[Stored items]
↓↓↓

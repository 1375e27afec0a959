use std::{fmt::Debug, sync::Arc};

use gateway_tools::{
    CollectionRequest,
    CollectionRequestResponse,
    GatewayApiError,
    PaymentGateway,
    RequestSigner,
    SignedCollectionRequest,
};
use log::*;

use crate::{
    db_types::{Order, OrderId, OrderStatus},
    helpers::{new_order_id, RetryPolicy},
    order_objects::{CreatedPayment, NewPaymentRequest},
    spe_api::errors::PaymentEngineError,
    traits::{Clock, OrderManagement, SystemClock},
};

/// `OrderFlowApi` creates new orders and hands them to the payment gateway.
///
/// The order and its initial status are persisted before the gateway is contacted. If the gateway then cannot be
/// reached, the order stays in the store as `pending` and the caller receives
/// [`PaymentEngineError::GatewayUnavailable`] carrying its id, so that its status can be polled later.
pub struct OrderFlowApi<B, G> {
    db: B,
    gateway: G,
    signer: RequestSigner,
    callback_url: String,
    retry: RetryPolicy,
    clock: Arc<dyn Clock>,
}

impl<B, G> Debug for OrderFlowApi<B, G> {
    fn fmt(&self, f: &mut std::fmt::Formatter<'_>) -> std::fmt::Result {
        write!(f, "OrderFlowApi")
    }
}

impl<B, G> OrderFlowApi<B, G> {
    pub fn new<S: Into<String>>(db: B, gateway: G, signer: RequestSigner, callback_url: S) -> Self {
        Self {
            db,
            gateway,
            signer,
            callback_url: callback_url.into(),
            retry: RetryPolicy::default(),
            clock: Arc::new(SystemClock),
        }
    }

    pub fn with_retry_policy(mut self, retry: RetryPolicy) -> Self {
        self.retry = retry;
        self
    }

    pub fn with_clock(mut self, clock: Arc<dyn Clock>) -> Self {
        self.clock = clock;
        self
    }

    pub fn db(&self) -> &B {
        &self.db
    }
}

impl<B, G> OrderFlowApi<B, G>
where
    B: OrderManagement,
    G: PaymentGateway,
{
    /// Creates a new order for a (previously validated) payment request and obtains a payment URL for it.
    pub async fn create_payment(&self, request: NewPaymentRequest) -> Result<CreatedPayment, PaymentEngineError> {
        let created_at = self.clock.now();
        let order_id = new_order_id(created_at);
        let collection = CollectionRequest::new(&request.school_id, request.order_amount, &self.callback_url);
        let signed = self
            .signer
            .sign_collection_request(collection)
            .map_err(|e| PaymentEngineError::SigningError(e.to_string()))?;

        let status = OrderStatus::initial(order_id.clone(), request.order_amount, &request.payment_mode, created_at);
        let order = Order {
            order_id: order_id.clone(),
            school_id: request.school_id,
            trustee_id: request.trustee_id,
            student_info: request.student_info,
            gateway_name: request.gateway_name,
            created_at,
        };
        self.db.insert_order(&order, &status).await?;
        info!("🧾️ Order {order_id} for {} created for school {}", status.order_amount, order.school_id);

        let response = self.request_collection(&order_id, &signed).await.map_err(|e| {
            warn!("🧾️ [{order_id}] Could not obtain a payment URL. The order remains pending. {e}");
            PaymentEngineError::GatewayUnavailable { order_id: order_id.clone(), reason: e.to_string() }
        })?;
        if let Err(e) = self.db.attach_gateway_request(&order_id, &response.collect_request_id).await {
            warn!(
                "🧾️ [{order_id}] Could not record gateway request id {}. Polls will use the order id instead. {e}",
                response.collect_request_id
            );
        }
        debug!("🧾️ [{order_id}] Payment URL issued under collection request {}", response.collect_request_id);
        Ok(CreatedPayment {
            order_id,
            collect_request_id: response.collect_request_id,
            payment_url: response.collect_request_url,
        })
    }

    async fn request_collection(
        &self,
        order_id: &OrderId,
        request: &SignedCollectionRequest,
    ) -> Result<CollectionRequestResponse, GatewayApiError> {
        let mut attempt = 1;
        loop {
            match self.gateway.create_collection_request(request).await {
                Ok(response) => return Ok(response),
                Err(e) if e.is_transient() && attempt < self.retry.max_attempts => {
                    let delay = self.retry.delay_after(attempt);
                    debug!("🧾️ [{order_id}] Attempt {attempt} failed ({e}). Retrying in {}ms", delay.as_millis());
                    tokio::time::sleep(delay).await;
                    attempt += 1;
                },
                Err(e) => return Err(e),
            }
        }
    }
}
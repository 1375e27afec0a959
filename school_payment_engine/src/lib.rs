//! School Payment Engine
//!
//! The School Payment Engine tracks fee payments that schools collect from students through an external payment
//! gateway. This library holds the core logic: order creation, the payment status state machine, and reconciliation
//! of the (late, duplicated, reordered) reports that the gateway sends back about each payment.
//!
//! The library is divided into these main sections:
//! 1. Storage ([`mod@traits`] and [`mod@sqlite`]). The engine APIs are generic over the storage traits; SQLite is the
//!    supplied backend. The record types live in [`mod@db_types`] and are public.
//! 2. The payment engine public API ([`mod@spe_api`]). Order creation, webhook ingestion, status polling and
//!    transaction queries. Every status report, whichever path it arrives by, is merged through the same transition
//!    policy under an optimistic compare-and-swap.
//!
//! The engine also emits events (see [`mod@events`]) when an order's status changes, and when a report contradicts a
//! settled payment. A simple actor framework lets you hook into these events.
pub mod db_types;
pub mod events;
pub mod helpers;
#[cfg(feature = "sqlite")]
pub mod sqlite;
pub mod spe_api;
pub mod traits;
pub mod validation;

#[cfg(any(feature = "test_utils", test))]
pub mod test_utils;

#[cfg(feature = "sqlite")]
pub use sqlite::SqliteDatabase;
pub use spe_api::{
    errors::PaymentEngineError,
    order_flow_api::OrderFlowApi,
    order_objects,
    reconciler::StatusReconciler,
    status_poller_api::StatusPollerApi,
    transaction_api::TransactionApi,
    webhook_api::WebhookApi,
    webhook_objects,
};
pub use traits::{Clock, NotificationLog, OrderManagement, StoreError, SystemClock, TransactionQueries};
pub use validation::ValidationError;
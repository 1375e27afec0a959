#![allow(dead_code)]
use std::sync::Arc;

use chrono::{DateTime, TimeZone, Utc};
use gateway_tools::RequestSigner;
use log::*;
use school_payment_engine::{
    db_types::{OrderId, OrderStatus, StudentInfo},
    events::EventProducers,
    helpers::RetryPolicy,
    order_objects::NewPaymentRequest,
    test_utils::{
        fakes::{FakeGateway, ManualClock},
        prepare_env::{drop_database, prepare_test_env, random_db_path},
    },
    OrderFlowApi,
    OrderManagement,
    SqliteDatabase,
    StatusPollerApi,
    TransactionApi,
    WebhookApi,
};
use spg_common::{Amount, Secret};

pub const SIGNING_KEY: &str = "edvtest01";
pub const CALLBACK_URL: &str = "http://127.0.0.1:8360/webhook";

pub fn t0() -> DateTime<Utc> {
    Utc.with_ymd_and_hms(2025, 4, 23, 8, 0, 0).single().expect("valid timestamp")
}

pub struct TestSystem {
    pub db_path: String,
    pub db: SqliteDatabase,
    pub gateway: FakeGateway,
    pub clock: Arc<ManualClock>,
    pub orders: OrderFlowApi<SqliteDatabase, FakeGateway>,
    pub webhooks: WebhookApi<SqliteDatabase>,
    pub poller: StatusPollerApi<SqliteDatabase, FakeGateway>,
    pub transactions: TransactionApi<SqliteDatabase>,
}

impl std::fmt::Debug for TestSystem {
    fn fmt(&self, f: &mut std::fmt::Formatter<'_>) -> std::fmt::Result {
        write!(f, "TestSystem ({})", self.db_path)
    }
}

impl TestSystem {
    pub async fn new() -> Self {
        Self::with_producers(EventProducers::default()).await
    }

    pub async fn with_producers(producers: EventProducers) -> Self {
        let db_path = random_db_path();
        prepare_test_env(&db_path).await;
        let db = SqliteDatabase::new_with_url(&db_path, 5).await.expect("Error creating connection to database");
        debug!("Created database: {db_path}");
        let gateway = FakeGateway::new();
        let clock = Arc::new(ManualClock::new(t0()));
        let signer = RequestSigner::new(Secret::from(SIGNING_KEY)).expect("signing key");
        let orders = OrderFlowApi::new(db.clone(), gateway.clone(), signer.clone(), CALLBACK_URL)
            .with_retry_policy(RetryPolicy::new(3, std::time::Duration::from_millis(1)))
            .with_clock(clock.clone());
        let webhooks = WebhookApi::new(db.clone(), producers.clone()).with_clock(clock.clone());
        let poller = StatusPollerApi::new(db.clone(), gateway.clone(), signer, producers).with_clock(clock.clone());
        let transactions = TransactionApi::new(db.clone());
        Self { db_path, db, gateway, clock, orders, webhooks, poller, transactions }
    }

    pub async fn create_order(&self, school_id: &str, amount: i64) -> OrderId {
        let created = self.orders.create_payment(payment_request(school_id, amount)).await.expect("order creation");
        created.order_id
    }

    pub async fn status(&self, order_id: &OrderId) -> OrderStatus {
        self.db.fetch_order_status(order_id).await.expect("store error").expect("order status is missing")
    }

    pub async fn tear_down(self) {
        self.db.close().await;
        drop_database(&self.db_path).await;
    }
}

pub fn payment_request(school_id: &str, amount: i64) -> NewPaymentRequest {
    NewPaymentRequest {
        school_id: school_id.to_string(),
        trustee_id: "trustee-01".to_string(),
        student_info: StudentInfo::new("Asha Rao", "STU-19", "asha@example.com"),
        gateway_name: "PhonePe".to_string(),
        order_amount: Amount::from_major(amount),
        payment_mode: "upi".to_string(),
    }
}

/// A webhook body in the canonical wire format.
pub fn webhook_body(order_id: &str, status: &str, amount: i64, payment_time: DateTime<Utc>) -> String {
    serde_json::json!({
        "status": 200,
        "order_info": {
            "order_id": order_id,
            "order_amount": amount,
            "transaction_amount": amount,
            "gateway": "PhonePe",
            "bank_reference": (if status == "success" { "YESBNK222" } else { "PENDING" }),
            "status": status,
            "payment_mode": "upi",
            "payment_details": (if status == "success" { "success@ybl" } else { "Pending" }),
            "payment_message": format!("payment {status}"),
            "payment_time": payment_time.to_rfc3339(),
            "error_message": "NA"
        }
    })
    .to_string()
}
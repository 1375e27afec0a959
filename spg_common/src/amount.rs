use std::{
    fmt::{self, Display},
    str::FromStr,
};

use serde::{
    de::{self, Visitor},
    Deserialize,
    Deserializer,
    Serialize,
    Serializer,
};
use sqlx::Type;
use thiserror::Error;

const MINOR_UNITS: i64 = 100;

//--------------------------------------       Amount        ---------------------------------------------------------
/// A currency amount, stored as an integer number of minor units (paise).
///
/// On the wire, amounts are plain JSON numbers in major units (e.g. `1000` or `1000.5`), which is what the payment
/// gateway and the school ERP clients send. Conversion rounds to the nearest minor unit.
#[derive(Debug, Clone, Copy, Default, Type, PartialEq, Eq, Hash, Ord, PartialOrd)]
#[sqlx(transparent)]
pub struct Amount(i64);

#[derive(Debug, Clone, PartialEq, Eq, Error)]
#[error("Value cannot be represented as a currency amount: {0}")]
pub struct AmountConversionError(String);

impl From<i64> for Amount {
    /// Interprets the value as minor units.
    fn from(value: i64) -> Self {
        Self(value)
    }
}

impl TryFrom<f64> for Amount {
    type Error = AmountConversionError;

    /// Interprets the value as major units.
    fn try_from(value: f64) -> Result<Self, Self::Error> {
        if !value.is_finite() {
            return Err(AmountConversionError(format!("{value} is not a finite number")));
        }
        let minor = (value * MINOR_UNITS as f64).round();
        if minor > i64::MAX as f64 || minor < i64::MIN as f64 {
            return Err(AmountConversionError(format!("{value} is out of range")));
        }
        #[allow(clippy::cast_possible_truncation)]
        Ok(Self(minor as i64))
    }
}

impl FromStr for Amount {
    type Err = AmountConversionError;

    fn from_str(s: &str) -> Result<Self, Self::Err> {
        let value = s.trim().parse::<f64>().map_err(|e| AmountConversionError(format!("{s}: {e}")))?;
        Self::try_from(value)
    }
}

impl Display for Amount {
    fn fmt(&self, f: &mut fmt::Formatter<'_>) -> fmt::Result {
        let sign = if self.0 < 0 { "-" } else { "" };
        let abs = self.0.unsigned_abs();
        let minor = MINOR_UNITS as u64;
        write!(f, "{sign}₹{}.{:02}", abs / minor, abs % minor)
    }
}

impl Amount {
    /// The value in minor units
    pub fn value(&self) -> i64 {
        self.0
    }

    pub fn from_major(major: i64) -> Self {
        Self(major * MINOR_UNITS)
    }

    pub fn as_major(&self) -> f64 {
        self.0 as f64 / MINOR_UNITS as f64
    }

    pub fn is_positive(&self) -> bool {
        self.0 > 0
    }
}

impl Serialize for Amount {
    fn serialize<S: Serializer>(&self, serializer: S) -> Result<S::Ok, S::Error> {
        if self.0 % MINOR_UNITS == 0 {
            serializer.serialize_i64(self.0 / MINOR_UNITS)
        } else {
            serializer.serialize_f64(self.as_major())
        }
    }
}

impl<'de> Deserialize<'de> for Amount {
    fn deserialize<D: Deserializer<'de>>(deserializer: D) -> Result<Self, D::Error> {
        struct AmountVisitor;

        impl<'de> Visitor<'de> for AmountVisitor {
            type Value = Amount;

            fn expecting(&self, f: &mut fmt::Formatter) -> fmt::Result {
                f.write_str("a currency amount in major units, as a number or numeric string")
            }

            fn visit_i64<E: de::Error>(self, v: i64) -> Result<Amount, E> {
                v.checked_mul(MINOR_UNITS).map(Amount).ok_or_else(|| E::custom(format!("{v} is out of range")))
            }

            fn visit_u64<E: de::Error>(self, v: u64) -> Result<Amount, E> {
                let v = i64::try_from(v).map_err(|_| E::custom(format!("{v} is out of range")))?;
                self.visit_i64(v)
            }

            fn visit_f64<E: de::Error>(self, v: f64) -> Result<Amount, E> {
                Amount::try_from(v).map_err(E::custom)
            }

            fn visit_str<E: de::Error>(self, v: &str) -> Result<Amount, E> {
                v.parse().map_err(E::custom)
            }
        }

        deserializer.deserialize_any(AmountVisitor)
    }
}
use crate::{
    db_types::OrderId,
    order_objects::{TransactionQuery, TransactionRecord},
    traits::StoreError,
};

#[allow(async_fn_in_trait)]
pub trait TransactionQueries: Clone {
    /// Returns one page of the filtered, sorted join of orders and their status, along with the total number of
    /// records matching the filter (across all pages).
    async fn fetch_transactions(&self, query: &TransactionQuery)
        -> Result<(Vec<TransactionRecord>, u64), StoreError>;

    async fn fetch_transaction(&self, order_id: &OrderId) -> Result<Option<TransactionRecord>, StoreError>;
}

↑↑↑

What you will do:
Show every line above in which the word "these" is found.

Solved problem:
//! The library is divided into these main sections:
//! settled payment. A simple actor framework lets you hook into these events.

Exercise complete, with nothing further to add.